-- Opening Marker --

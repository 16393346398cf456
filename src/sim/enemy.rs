//! Enemy ships
//!
//! Enemies idle until the player comes close, chase it down and then orbit
//! it at a fixed radius while firing.

use glam::Vec2;
use serde::{Deserialize, Serialize};

use super::body::{Category, PhysicsBody};
use super::drone::ShotTimer;
use super::geom::{angle_to, clamp_length, heading};
use super::projectile::Projectile;
use super::state::{Commands, Damageable, EntityId, EntityKind};
use crate::consts::ENEMY_RADIUS;
use crate::tuning::Tuning;

#[derive(Debug, Clone, Copy, PartialEq, Eq, Serialize, Deserialize)]
pub enum EnemyState {
    Idle,
    Approaching,
    Circling,
}

#[derive(Debug, Clone, Serialize, Deserialize)]
pub struct Enemy {
    pub state: EnemyState,
    pub health: i32,
    /// Weak handle to the player; resolved by the world every tick
    pub target: Option<EntityId>,
    pub timer: ShotTimer,
}

impl Enemy {
    pub fn new(target: Option<EntityId>, tuning: &Tuning) -> Self {
        Self {
            state: EnemyState::Idle,
            health: tuning.enemy_health,
            target,
            timer: ShotTimer::new(tuning.enemy_shooting_interval),
        }
    }

    pub fn body(position: Vec2, tuning: &Tuning) -> PhysicsBody {
        PhysicsBody::new(position, ENEMY_RADIUS, 1.0)
            .with_damping(tuning.enemy_linear_damping)
            .with_masks(
                Category::ENEMY,
                Category::PLAYER | Category::WALL,
                Category::PLAYER | Category::PROJECTILE,
            )
    }

    /// Run one tick of the state machine. `player` is the resolved target
    /// position, or `None` when the target no longer exists.
    pub fn update(
        &mut self,
        body: &mut PhysicsBody,
        player: Option<Vec2>,
        tuning: &Tuning,
        commands: &mut Commands,
    ) {
        let Some(player_pos) = player else {
            self.state = EnemyState::Idle;
            return;
        };
        let dist = body.position.distance(player_pos);

        match self.state {
            EnemyState::Idle => {
                if dist < tuning.enemy_detect_range {
                    log::debug!("Enemy spotted player at distance {:.1}", dist);
                    self.state = EnemyState::Approaching;
                }
            }
            EnemyState::Approaching => {
                self.move_towards(body, player_pos, tuning);
                if dist < tuning.enemy_firing_range {
                    self.state = EnemyState::Circling;
                } else if dist >= tuning.enemy_leash_range {
                    self.state = EnemyState::Idle;
                }
            }
            EnemyState::Circling => {
                self.circle_around(body, player_pos, tuning);
                if self.timer.advance() {
                    self.shoot_at(body.position, player_pos, tuning, commands);
                }
                if dist >= tuning.enemy_detect_range {
                    self.state = EnemyState::Approaching;
                }
            }
        }
    }

    fn move_towards(&self, body: &mut PhysicsBody, player_pos: Vec2, tuning: &Tuning) {
        let dir = (player_pos - body.position).normalize_or_zero();
        body.velocity = dir * tuning.enemy_max_speed;
        body.rotation = angle_to(body.position, player_pos);
    }

    fn circle_around(&self, body: &mut PhysicsBody, player_pos: Vec2, tuning: &Tuning) {
        let radial = body.position - player_pos;
        let error = tuning.enemy_circling_radius - radial.length();
        // Unnormalized radial, so the correction scales with distance
        let radial_adjust = radial * error * tuning.enemy_radial_gain;

        let tangent = Vec2::new(-radial.y, radial.x).normalize_or_zero();
        let desired = tangent * tuning.enemy_angular_speed * tuning.enemy_circling_radius;
        let velocity_adjust = (desired - body.velocity) * tuning.enemy_tangential_gain;

        body.velocity = clamp_length(body.velocity + velocity_adjust + radial_adjust, tuning.enemy_max_speed);
        if let Some(angle) = heading(body.velocity) {
            body.rotation = angle;
        }
    }

    fn shoot_at(&self, origin: Vec2, target: Vec2, tuning: &Tuning, commands: &mut Commands) {
        let (projectile, body) = Projectile::enemy_shot(origin, target, tuning);
        commands.spawn(body, EntityKind::Projectile(projectile));
    }
}

impl Damageable for Enemy {
    fn health(&self) -> i32 {
        self.health
    }

    fn health_mut(&mut self) -> &mut i32 {
        &mut self.health
    }
}

#[cfg(test)]
mod tests {
    use super::*;

    fn setup(enemy_pos: Vec2) -> (Enemy, PhysicsBody, Tuning, Commands) {
        let tuning = Tuning::default();
        (
            Enemy::new(Some(1), &tuning),
            Enemy::body(enemy_pos, &tuning),
            tuning,
            Commands::default(),
        )
    }

    #[test]
    fn test_idle_until_player_close() {
        let (mut enemy, mut body, tuning, mut cmds) = setup(Vec2::new(0.0, 500.0));
        enemy.update(&mut body, Some(Vec2::ZERO), &tuning, &mut cmds);
        assert_eq!(enemy.state, EnemyState::Idle);

        body.position = Vec2::new(0.0, 350.0);
        enemy.update(&mut body, Some(Vec2::ZERO), &tuning, &mut cmds);
        assert_eq!(enemy.state, EnemyState::Approaching);
    }

    #[test]
    fn test_approach_moves_at_max_speed() {
        let (mut enemy, mut body, tuning, mut cmds) = setup(Vec2::new(0.0, 350.0));
        enemy.state = EnemyState::Approaching;
        enemy.update(&mut body, Some(Vec2::ZERO), &tuning, &mut cmds);
        assert!((body.velocity - Vec2::new(0.0, -100.0)).length() < 1e-3);
        assert!((body.rotation + std::f32::consts::FRAC_PI_2).abs() < 1e-5);
        assert_eq!(enemy.state, EnemyState::Approaching);

        body.position = Vec2::new(0.0, 250.0);
        enemy.update(&mut body, Some(Vec2::ZERO), &tuning, &mut cmds);
        assert_eq!(enemy.state, EnemyState::Circling);
    }

    #[test]
    fn test_approach_gives_up_when_far() {
        let (mut enemy, mut body, tuning, mut cmds) = setup(Vec2::new(0.0, 650.0));
        enemy.state = EnemyState::Approaching;
        enemy.update(&mut body, Some(Vec2::ZERO), &tuning, &mut cmds);
        assert_eq!(enemy.state, EnemyState::Idle);
    }

    #[test]
    fn test_circling_fires_on_interval() {
        let (mut enemy, mut body, tuning, mut cmds) = setup(Vec2::new(200.0, 0.0));
        enemy.state = EnemyState::Circling;
        for _ in 0..tuning.enemy_shooting_interval {
            enemy.update(&mut body, Some(Vec2::ZERO), &tuning, &mut cmds);
        }
        assert!(cmds.spawns.is_empty());
        enemy.update(&mut body, Some(Vec2::ZERO), &tuning, &mut cmds);
        assert_eq!(cmds.spawns.len(), 1);
        assert!(matches!(cmds.spawns[0].kind, EntityKind::Projectile(_)));
        assert!(body.velocity.length() <= tuning.enemy_max_speed + 1e-3);
    }

    #[test]
    fn test_circling_breaks_off_when_player_leaves() {
        let (mut enemy, mut body, tuning, mut cmds) = setup(Vec2::new(450.0, 0.0));
        enemy.state = EnemyState::Circling;
        enemy.update(&mut body, Some(Vec2::ZERO), &tuning, &mut cmds);
        assert_eq!(enemy.state, EnemyState::Approaching);
    }

    #[test]
    fn test_missing_player_means_idle() {
        let (mut enemy, mut body, tuning, mut cmds) = setup(Vec2::new(10.0, 0.0));
        enemy.state = EnemyState::Circling;
        body.velocity = Vec2::new(5.0, 5.0);
        enemy.update(&mut body, None, &tuning, &mut cmds);
        assert_eq!(enemy.state, EnemyState::Idle);
        assert_eq!(body.velocity, Vec2::new(5.0, 5.0));
        assert!(cmds.spawns.is_empty());
    }

    #[test]
    fn test_damage_and_heal() {
        let tuning = Tuning::default();
        let mut enemy = Enemy::new(None, &tuning);
        enemy.heal(2);
        assert_eq!(enemy.health, 7);
        assert!(!enemy.take_damage(6));
        assert!(enemy.take_damage(1));
    }
}
//! Asteroids and their fragmentation
//!
//! An asteroid is alive until its health runs out. Dying breaks anything
//! bigger than a small rock into two small rocks, and every asteroid sheds a
//! burst of experience orbs.

use glam::Vec2;
use rand::Rng;
use serde::{Deserialize, Serialize};

use super::body::{Category, PhysicsBody};
use super::cargo::{Orb, OrbSize};
use super::state::{Commands, Damageable, EntityKind};
use crate::tuning::Tuning;

/// Asteroid size class
#[derive(Debug, Clone, Copy, PartialEq, Eq, Hash, Serialize, Deserialize)]
pub enum AsteroidType {
    Small,
    Medium,
    Large,
    SuperLarge,
}

impl AsteroidType {
    pub const ALL: [AsteroidType; 4] = [
        AsteroidType::Small,
        AsteroidType::Medium,
        AsteroidType::Large,
        AsteroidType::SuperLarge,
    ];

    /// Inclusive sprite size range
    pub fn size_range(self) -> (f32, f32) {
        match self {
            AsteroidType::Small => (75.0, 200.0),
            AsteroidType::Medium => (175.0, 275.0),
            AsteroidType::Large => (250.0, 325.0),
            AsteroidType::SuperLarge => (500.0, 700.0),
        }
    }

    /// Health at spawn
    pub fn base_health(self) -> i32 {
        match self {
            AsteroidType::Small => 5,
            AsteroidType::Medium => 10,
            AsteroidType::Large => 15,
            AsteroidType::SuperLarge => 25,
        }
    }

    /// Inclusive upper bound of the orb burst (`bound + 1` orbs drop)
    pub fn orb_upper_bound(self) -> u32 {
        match self {
            AsteroidType::Small => 5,
            AsteroidType::Medium => 10,
            AsteroidType::Large => 15,
            AsteroidType::SuperLarge => 25,
        }
    }

    pub fn random(rng: &mut impl Rng) -> Self {
        Self::ALL[rng.random_range(0..Self::ALL.len())]
    }
}

#[derive(Debug, Clone, Serialize, Deserialize)]
pub struct Asteroid {
    pub kind: AsteroidType,
    pub health: i32,
    /// Sprite width; the collision radius is half of this
    pub size: f32,
}

impl Asteroid {
    pub fn new(kind: AsteroidType, rng: &mut impl Rng) -> Self {
        let (lower, upper) = kind.size_range();
        Self {
            kind,
            health: kind.base_health(),
            size: rng.random_range(lower..=upper),
        }
    }

    pub fn radius(&self) -> f32 {
        self.size / 2.0
    }

    /// Physics body with a random spin
    pub fn body(&self, position: Vec2, rng: &mut impl Rng, tuning: &Tuning) -> PhysicsBody {
        let mut body = PhysicsBody::new(position, self.radius(), tuning.asteroid_mass).with_masks(
            Category::ENEMY,
            Category::ENEMY | Category::PLAYER | Category::WALL,
            Category::NONE,
        );
        if tuning.asteroid_spin_max > 0.0 {
            body.angular_velocity = rng.random_range(-tuning.asteroid_spin_max..=tuning.asteroid_spin_max);
        }
        body
    }

    /// Queue the debris of a dead asteroid at `position`
    pub fn fragment(&self, position: Vec2, rng: &mut impl Rng, tuning: &Tuning, commands: &mut Commands) {
        if self.kind != AsteroidType::Small {
            for _ in 0..2 {
                let velocity = scatter(rng, tuning) * tuning.scatter_speed;
                let child = Asteroid::new(AsteroidType::Small, rng);
                let body = child.body(position, rng, tuning).with_velocity(velocity);
                commands.spawn(body, EntityKind::Asteroid(child));
            }
        }

        for _ in 0..=self.kind.orb_upper_bound() {
            let size = OrbSize::random(rng);
            let offset = scatter(rng, tuning);
            let orb = Orb::new(size, tuning);
            let body = orb.body(position + offset, offset * tuning.scatter_speed, tuning);
            commands.spawn(body, EntityKind::Orb(orb));
        }
    }
}

/// Random offset in [-scatter, scatter] on each axis
fn scatter(rng: &mut impl Rng, tuning: &Tuning) -> Vec2 {
    let s = tuning.scatter_offset;
    if s <= 0.0 {
        return Vec2::ZERO;
    }
    Vec2::new(rng.random_range(-s..=s), rng.random_range(-s..=s))
}

impl Damageable for Asteroid {
    fn health(&self) -> i32 {
        self.health
    }

    fn health_mut(&mut self) -> &mut i32 {
        &mut self.health
    }

    /// Asteroids cannot be healed
    fn heal(&mut self, _amount: i32) {}

    /// Takes one extra point before checking the threshold again
    fn death(&mut self) -> bool {
        self.health -= 1;
        self.health <= 0
    }
}

#[cfg(test)]
mod tests {
    use super::*;
    use rand::SeedableRng;
    use rand_pcg::Pcg32;

    fn count_kinds(commands: &Commands) -> (usize, usize) {
        let rocks = commands
            .spawns
            .iter()
            .filter(|s| matches!(s.kind, EntityKind::Asteroid(_)))
            .count();
        let orbs = commands
            .spawns
            .iter()
            .filter(|s| matches!(s.kind, EntityKind::Orb(_)))
            .count();
        (rocks, orbs)
    }

    #[test]
    fn test_spawn_table() {
        let mut rng = Pcg32::seed_from_u64(42);
        for kind in AsteroidType::ALL {
            for _ in 0..50 {
                let rock = Asteroid::new(kind, &mut rng);
                let (lo, hi) = kind.size_range();
                assert!(rock.size >= lo && rock.size <= hi);
                assert_eq!(rock.health, kind.base_health());
            }
        }
    }

    #[test]
    fn test_fragment_large_types() {
        let tuning = Tuning::default();
        let mut rng = Pcg32::seed_from_u64(9);
        for kind in [AsteroidType::Medium, AsteroidType::Large, AsteroidType::SuperLarge] {
            let mut commands = Commands::default();
            let rock = Asteroid::new(kind, &mut rng);
            rock.fragment(Vec2::new(10.0, 20.0), &mut rng, &tuning, &mut commands);
            let (rocks, orbs) = count_kinds(&commands);
            assert_eq!(rocks, 2);
            assert_eq!(orbs, kind.orb_upper_bound() as usize + 1);

            for spawn in &commands.spawns {
                if let EntityKind::Asteroid(child) = &spawn.kind {
                    assert_eq!(child.kind, AsteroidType::Small);
                    assert_eq!(spawn.body.position, Vec2::new(10.0, 20.0));
                    assert!(spawn.body.velocity.x.abs() <= 150.0);
                    assert!(spawn.body.velocity.y.abs() <= 150.0);
                }
            }
        }
    }

    #[test]
    fn test_fragment_small() {
        let tuning = Tuning::default();
        let mut rng = Pcg32::seed_from_u64(9);
        let mut commands = Commands::default();
        let rock = Asteroid::new(AsteroidType::Small, &mut rng);
        rock.fragment(Vec2::ZERO, &mut rng, &tuning, &mut commands);
        assert_eq!(count_kinds(&commands), (0, 6));
    }

    #[test]
    fn test_damage_triggers_death() {
        let mut rng = Pcg32::seed_from_u64(1);
        let mut rock = Asteroid::new(AsteroidType::Small, &mut rng);
        for _ in 0..4 {
            assert!(!rock.take_damage(1));
        }
        assert_eq!(rock.health, 1);
        assert!(rock.take_damage(1));
        // Death takes one extra point past zero
        assert_eq!(rock.health, -1);
    }

    #[test]
    fn test_heal_is_noop() {
        let mut rng = Pcg32::seed_from_u64(1);
        let mut rock = Asteroid::new(AsteroidType::Medium, &mut rng);
        rock.take_damage(3);
        rock.heal(3);
        assert_eq!(rock.health, 7);
    }
}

-- Closing Marker --

TO DO: Scan the data above; copy every line where "SuperLarge" appears.

RESULT BELOW:
    SuperLarge,
        AsteroidType::SuperLarge,
            AsteroidType::SuperLarge => (500.0, 700.0),
            AsteroidType::SuperLarge => 25,
            AsteroidType::SuperLarge => 25,
        for kind in [AsteroidType::Medium, AsteroidType::Large, AsteroidType::SuperLarge] {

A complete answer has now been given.